Stored entries
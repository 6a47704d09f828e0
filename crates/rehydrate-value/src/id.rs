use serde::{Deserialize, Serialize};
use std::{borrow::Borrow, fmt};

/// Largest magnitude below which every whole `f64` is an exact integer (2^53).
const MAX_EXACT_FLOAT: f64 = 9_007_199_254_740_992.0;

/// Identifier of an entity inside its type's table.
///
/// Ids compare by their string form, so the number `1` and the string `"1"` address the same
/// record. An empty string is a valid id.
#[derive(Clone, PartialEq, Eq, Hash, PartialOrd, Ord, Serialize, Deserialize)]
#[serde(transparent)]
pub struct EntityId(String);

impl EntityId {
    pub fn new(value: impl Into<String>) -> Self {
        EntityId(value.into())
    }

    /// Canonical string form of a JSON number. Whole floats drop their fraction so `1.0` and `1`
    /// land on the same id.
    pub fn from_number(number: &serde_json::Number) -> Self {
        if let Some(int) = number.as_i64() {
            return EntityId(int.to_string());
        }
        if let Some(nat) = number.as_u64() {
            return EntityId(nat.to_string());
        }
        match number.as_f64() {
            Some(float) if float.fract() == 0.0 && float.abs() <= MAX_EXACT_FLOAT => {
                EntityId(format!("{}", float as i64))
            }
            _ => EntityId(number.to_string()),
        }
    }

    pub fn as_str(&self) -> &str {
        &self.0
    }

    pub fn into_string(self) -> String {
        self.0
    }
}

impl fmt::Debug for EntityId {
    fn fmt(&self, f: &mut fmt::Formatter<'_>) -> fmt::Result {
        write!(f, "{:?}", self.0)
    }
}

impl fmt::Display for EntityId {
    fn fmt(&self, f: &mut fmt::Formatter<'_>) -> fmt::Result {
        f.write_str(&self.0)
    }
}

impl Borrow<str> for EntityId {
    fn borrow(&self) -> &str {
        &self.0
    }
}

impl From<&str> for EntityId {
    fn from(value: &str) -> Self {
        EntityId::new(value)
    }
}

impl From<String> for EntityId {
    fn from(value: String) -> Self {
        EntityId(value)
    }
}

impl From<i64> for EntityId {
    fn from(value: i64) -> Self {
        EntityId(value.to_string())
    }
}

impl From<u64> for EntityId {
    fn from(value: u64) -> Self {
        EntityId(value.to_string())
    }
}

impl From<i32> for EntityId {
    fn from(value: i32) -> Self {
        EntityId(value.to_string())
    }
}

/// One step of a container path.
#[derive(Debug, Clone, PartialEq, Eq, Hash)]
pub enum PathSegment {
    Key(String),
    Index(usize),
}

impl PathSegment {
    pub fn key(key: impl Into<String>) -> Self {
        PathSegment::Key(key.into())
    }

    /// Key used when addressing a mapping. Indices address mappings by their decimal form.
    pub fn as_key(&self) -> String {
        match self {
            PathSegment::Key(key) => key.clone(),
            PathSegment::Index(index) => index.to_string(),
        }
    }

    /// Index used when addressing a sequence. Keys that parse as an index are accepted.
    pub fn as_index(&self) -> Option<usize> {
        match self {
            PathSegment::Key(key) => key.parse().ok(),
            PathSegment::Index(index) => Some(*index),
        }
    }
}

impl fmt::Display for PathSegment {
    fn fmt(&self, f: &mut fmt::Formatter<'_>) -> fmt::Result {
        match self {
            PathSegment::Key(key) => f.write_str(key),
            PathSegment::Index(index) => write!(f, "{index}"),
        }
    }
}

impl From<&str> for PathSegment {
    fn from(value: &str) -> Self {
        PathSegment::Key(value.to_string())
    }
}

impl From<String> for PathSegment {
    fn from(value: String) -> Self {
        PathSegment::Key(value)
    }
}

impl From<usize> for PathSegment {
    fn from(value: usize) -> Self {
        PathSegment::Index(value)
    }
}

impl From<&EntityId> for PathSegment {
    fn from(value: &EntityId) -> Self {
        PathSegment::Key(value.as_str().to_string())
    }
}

...

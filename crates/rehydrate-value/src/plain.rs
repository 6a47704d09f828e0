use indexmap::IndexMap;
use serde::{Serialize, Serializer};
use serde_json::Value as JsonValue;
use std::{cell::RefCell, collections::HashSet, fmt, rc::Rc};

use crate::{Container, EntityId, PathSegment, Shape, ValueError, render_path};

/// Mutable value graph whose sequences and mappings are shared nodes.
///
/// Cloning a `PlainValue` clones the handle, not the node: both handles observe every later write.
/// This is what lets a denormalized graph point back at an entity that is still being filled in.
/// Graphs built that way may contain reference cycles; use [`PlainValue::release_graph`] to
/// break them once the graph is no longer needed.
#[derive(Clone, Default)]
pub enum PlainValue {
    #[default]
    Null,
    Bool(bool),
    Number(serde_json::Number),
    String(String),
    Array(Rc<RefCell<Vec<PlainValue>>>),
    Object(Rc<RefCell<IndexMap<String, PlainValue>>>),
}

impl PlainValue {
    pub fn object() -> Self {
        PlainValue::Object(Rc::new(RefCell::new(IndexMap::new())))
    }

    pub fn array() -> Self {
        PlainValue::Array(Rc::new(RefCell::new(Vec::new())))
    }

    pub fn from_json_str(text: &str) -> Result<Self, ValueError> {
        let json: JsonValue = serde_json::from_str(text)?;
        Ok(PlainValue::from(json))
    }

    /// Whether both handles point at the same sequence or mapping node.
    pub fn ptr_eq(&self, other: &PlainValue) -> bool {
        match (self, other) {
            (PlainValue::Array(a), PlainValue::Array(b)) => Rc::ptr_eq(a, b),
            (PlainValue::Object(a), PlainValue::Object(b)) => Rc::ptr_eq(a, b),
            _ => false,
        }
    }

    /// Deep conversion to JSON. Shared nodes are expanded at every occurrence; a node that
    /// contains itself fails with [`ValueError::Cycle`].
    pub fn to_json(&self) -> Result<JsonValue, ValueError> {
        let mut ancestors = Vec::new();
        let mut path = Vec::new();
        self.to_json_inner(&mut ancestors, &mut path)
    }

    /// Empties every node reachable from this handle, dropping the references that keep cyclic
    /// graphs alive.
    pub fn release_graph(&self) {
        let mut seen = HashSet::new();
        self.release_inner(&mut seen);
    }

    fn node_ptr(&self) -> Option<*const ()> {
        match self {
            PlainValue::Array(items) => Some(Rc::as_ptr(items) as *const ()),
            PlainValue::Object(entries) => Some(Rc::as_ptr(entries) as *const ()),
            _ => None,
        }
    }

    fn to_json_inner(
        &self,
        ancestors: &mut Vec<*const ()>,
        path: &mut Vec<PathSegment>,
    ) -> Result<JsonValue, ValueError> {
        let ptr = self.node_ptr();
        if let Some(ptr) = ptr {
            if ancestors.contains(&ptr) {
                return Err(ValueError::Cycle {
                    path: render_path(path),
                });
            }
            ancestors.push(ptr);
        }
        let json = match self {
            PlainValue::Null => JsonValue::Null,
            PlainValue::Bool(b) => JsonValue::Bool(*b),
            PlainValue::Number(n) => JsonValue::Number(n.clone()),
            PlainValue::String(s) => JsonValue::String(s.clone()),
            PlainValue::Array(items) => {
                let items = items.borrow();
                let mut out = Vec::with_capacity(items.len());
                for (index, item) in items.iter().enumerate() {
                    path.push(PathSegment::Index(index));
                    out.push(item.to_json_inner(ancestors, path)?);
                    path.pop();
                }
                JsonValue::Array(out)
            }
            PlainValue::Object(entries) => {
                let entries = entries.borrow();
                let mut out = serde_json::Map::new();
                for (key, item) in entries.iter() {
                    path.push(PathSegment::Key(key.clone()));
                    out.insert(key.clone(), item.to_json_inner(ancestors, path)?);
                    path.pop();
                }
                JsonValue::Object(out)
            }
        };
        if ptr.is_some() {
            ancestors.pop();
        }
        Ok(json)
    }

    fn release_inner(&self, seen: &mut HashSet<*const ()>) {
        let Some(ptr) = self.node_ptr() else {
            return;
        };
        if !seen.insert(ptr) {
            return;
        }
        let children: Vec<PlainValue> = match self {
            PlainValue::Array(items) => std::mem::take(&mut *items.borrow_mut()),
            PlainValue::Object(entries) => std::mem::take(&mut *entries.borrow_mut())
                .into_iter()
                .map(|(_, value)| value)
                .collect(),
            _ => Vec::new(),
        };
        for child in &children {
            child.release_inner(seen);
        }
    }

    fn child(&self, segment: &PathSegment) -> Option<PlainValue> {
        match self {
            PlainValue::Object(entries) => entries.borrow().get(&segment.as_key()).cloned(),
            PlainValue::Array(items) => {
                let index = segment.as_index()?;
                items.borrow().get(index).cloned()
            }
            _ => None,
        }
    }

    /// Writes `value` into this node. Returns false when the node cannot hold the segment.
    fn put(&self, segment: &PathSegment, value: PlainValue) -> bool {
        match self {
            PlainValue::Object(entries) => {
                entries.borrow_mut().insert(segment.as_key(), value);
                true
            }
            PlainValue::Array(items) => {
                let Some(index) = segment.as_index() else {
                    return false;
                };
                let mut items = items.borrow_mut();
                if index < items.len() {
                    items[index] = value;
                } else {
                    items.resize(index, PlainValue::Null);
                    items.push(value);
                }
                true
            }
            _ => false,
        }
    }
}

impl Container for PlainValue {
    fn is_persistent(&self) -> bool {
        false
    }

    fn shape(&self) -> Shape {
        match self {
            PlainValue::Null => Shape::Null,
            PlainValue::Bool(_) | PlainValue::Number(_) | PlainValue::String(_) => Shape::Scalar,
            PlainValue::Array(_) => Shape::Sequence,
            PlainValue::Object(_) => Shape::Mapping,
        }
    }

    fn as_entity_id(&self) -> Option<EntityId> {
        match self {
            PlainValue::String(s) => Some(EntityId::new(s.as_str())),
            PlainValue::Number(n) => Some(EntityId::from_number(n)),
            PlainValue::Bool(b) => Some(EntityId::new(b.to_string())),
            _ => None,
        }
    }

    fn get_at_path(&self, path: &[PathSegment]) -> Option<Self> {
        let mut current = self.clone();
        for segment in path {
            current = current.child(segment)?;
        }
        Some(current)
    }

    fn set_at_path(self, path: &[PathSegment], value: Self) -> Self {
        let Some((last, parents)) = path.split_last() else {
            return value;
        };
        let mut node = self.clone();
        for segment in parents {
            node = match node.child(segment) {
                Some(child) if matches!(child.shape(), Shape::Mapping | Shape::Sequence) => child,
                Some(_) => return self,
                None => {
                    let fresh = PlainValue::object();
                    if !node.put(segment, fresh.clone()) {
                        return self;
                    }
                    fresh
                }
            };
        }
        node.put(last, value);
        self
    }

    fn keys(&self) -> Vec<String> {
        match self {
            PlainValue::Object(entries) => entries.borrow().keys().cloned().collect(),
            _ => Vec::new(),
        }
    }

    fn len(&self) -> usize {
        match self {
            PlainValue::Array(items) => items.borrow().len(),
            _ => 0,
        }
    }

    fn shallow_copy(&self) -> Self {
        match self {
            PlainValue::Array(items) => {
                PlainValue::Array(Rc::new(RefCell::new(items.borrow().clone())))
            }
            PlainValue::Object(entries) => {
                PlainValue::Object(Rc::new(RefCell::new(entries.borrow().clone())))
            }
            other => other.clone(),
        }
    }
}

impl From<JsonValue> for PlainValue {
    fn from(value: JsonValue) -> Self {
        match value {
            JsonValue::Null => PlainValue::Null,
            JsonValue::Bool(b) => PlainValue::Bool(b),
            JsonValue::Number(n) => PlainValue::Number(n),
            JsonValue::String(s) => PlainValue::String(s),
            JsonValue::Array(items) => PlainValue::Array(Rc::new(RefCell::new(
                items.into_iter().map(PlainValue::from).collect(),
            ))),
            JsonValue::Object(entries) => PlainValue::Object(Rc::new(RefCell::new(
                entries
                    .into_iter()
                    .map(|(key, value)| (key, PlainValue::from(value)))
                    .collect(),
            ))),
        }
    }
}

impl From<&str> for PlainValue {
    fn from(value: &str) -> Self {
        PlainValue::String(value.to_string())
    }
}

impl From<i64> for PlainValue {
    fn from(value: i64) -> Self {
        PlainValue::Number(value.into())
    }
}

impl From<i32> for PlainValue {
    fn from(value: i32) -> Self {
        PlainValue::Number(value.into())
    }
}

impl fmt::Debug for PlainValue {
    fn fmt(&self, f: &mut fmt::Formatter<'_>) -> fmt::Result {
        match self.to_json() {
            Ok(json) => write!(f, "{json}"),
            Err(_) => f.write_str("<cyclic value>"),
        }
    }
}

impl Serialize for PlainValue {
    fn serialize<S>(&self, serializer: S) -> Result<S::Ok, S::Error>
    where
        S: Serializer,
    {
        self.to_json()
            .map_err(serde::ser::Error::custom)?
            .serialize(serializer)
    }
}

...

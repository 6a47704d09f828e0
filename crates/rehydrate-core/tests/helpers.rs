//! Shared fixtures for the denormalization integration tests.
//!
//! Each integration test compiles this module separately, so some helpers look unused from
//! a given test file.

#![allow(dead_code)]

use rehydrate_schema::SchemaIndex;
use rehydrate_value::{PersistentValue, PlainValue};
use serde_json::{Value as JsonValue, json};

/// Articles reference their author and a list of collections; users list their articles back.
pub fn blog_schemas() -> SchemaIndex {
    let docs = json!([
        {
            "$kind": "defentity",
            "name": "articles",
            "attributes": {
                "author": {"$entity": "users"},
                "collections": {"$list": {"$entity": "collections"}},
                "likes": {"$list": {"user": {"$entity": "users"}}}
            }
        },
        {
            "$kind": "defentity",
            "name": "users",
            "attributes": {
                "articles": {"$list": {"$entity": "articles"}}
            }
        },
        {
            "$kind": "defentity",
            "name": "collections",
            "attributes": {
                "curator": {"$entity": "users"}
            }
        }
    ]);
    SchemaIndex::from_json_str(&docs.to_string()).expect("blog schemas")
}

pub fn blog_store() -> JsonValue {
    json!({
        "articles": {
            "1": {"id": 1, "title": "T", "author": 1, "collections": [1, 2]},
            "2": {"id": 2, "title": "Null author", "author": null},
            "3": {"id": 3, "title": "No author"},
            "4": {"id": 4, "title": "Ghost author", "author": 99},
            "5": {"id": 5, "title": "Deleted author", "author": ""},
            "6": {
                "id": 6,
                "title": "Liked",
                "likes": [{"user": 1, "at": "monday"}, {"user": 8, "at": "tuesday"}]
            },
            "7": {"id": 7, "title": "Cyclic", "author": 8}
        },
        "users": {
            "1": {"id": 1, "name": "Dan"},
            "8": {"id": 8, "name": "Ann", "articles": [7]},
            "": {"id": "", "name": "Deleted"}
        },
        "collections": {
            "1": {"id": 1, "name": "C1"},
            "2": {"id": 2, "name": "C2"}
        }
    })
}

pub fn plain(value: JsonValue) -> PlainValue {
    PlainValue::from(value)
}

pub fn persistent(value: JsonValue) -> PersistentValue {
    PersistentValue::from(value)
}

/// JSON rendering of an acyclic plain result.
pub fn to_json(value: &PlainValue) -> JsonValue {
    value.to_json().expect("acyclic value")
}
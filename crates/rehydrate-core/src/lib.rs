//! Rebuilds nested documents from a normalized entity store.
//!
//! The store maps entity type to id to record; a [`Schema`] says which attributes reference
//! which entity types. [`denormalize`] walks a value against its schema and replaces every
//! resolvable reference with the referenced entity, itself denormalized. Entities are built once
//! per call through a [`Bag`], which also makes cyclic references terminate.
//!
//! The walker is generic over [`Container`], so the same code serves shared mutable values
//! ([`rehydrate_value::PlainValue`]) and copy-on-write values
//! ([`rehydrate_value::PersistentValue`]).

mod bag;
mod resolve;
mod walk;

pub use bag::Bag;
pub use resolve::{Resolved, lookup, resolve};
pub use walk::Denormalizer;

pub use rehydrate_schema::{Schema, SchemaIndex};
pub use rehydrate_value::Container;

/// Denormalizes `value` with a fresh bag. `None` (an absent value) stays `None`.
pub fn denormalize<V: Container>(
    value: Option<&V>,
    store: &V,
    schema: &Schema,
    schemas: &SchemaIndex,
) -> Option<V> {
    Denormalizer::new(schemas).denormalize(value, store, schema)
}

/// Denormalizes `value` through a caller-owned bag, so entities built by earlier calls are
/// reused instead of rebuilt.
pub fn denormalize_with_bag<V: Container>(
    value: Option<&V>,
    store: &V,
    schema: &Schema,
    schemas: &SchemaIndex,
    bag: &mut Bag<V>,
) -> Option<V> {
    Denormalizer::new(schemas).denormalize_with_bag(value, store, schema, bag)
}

WORK TO BE COMPLETED: When the word "same" occurs in a line above, list that line.

COMPLETED TASK:
/// Ids compare by their string form, so the number `1` and the string `"1"` address the same
    /// land on the same id.
    /// Whether both handles point at the same sequence or mapping node.
//! The walker is generic over [`Container`], so the same code serves shared mutable values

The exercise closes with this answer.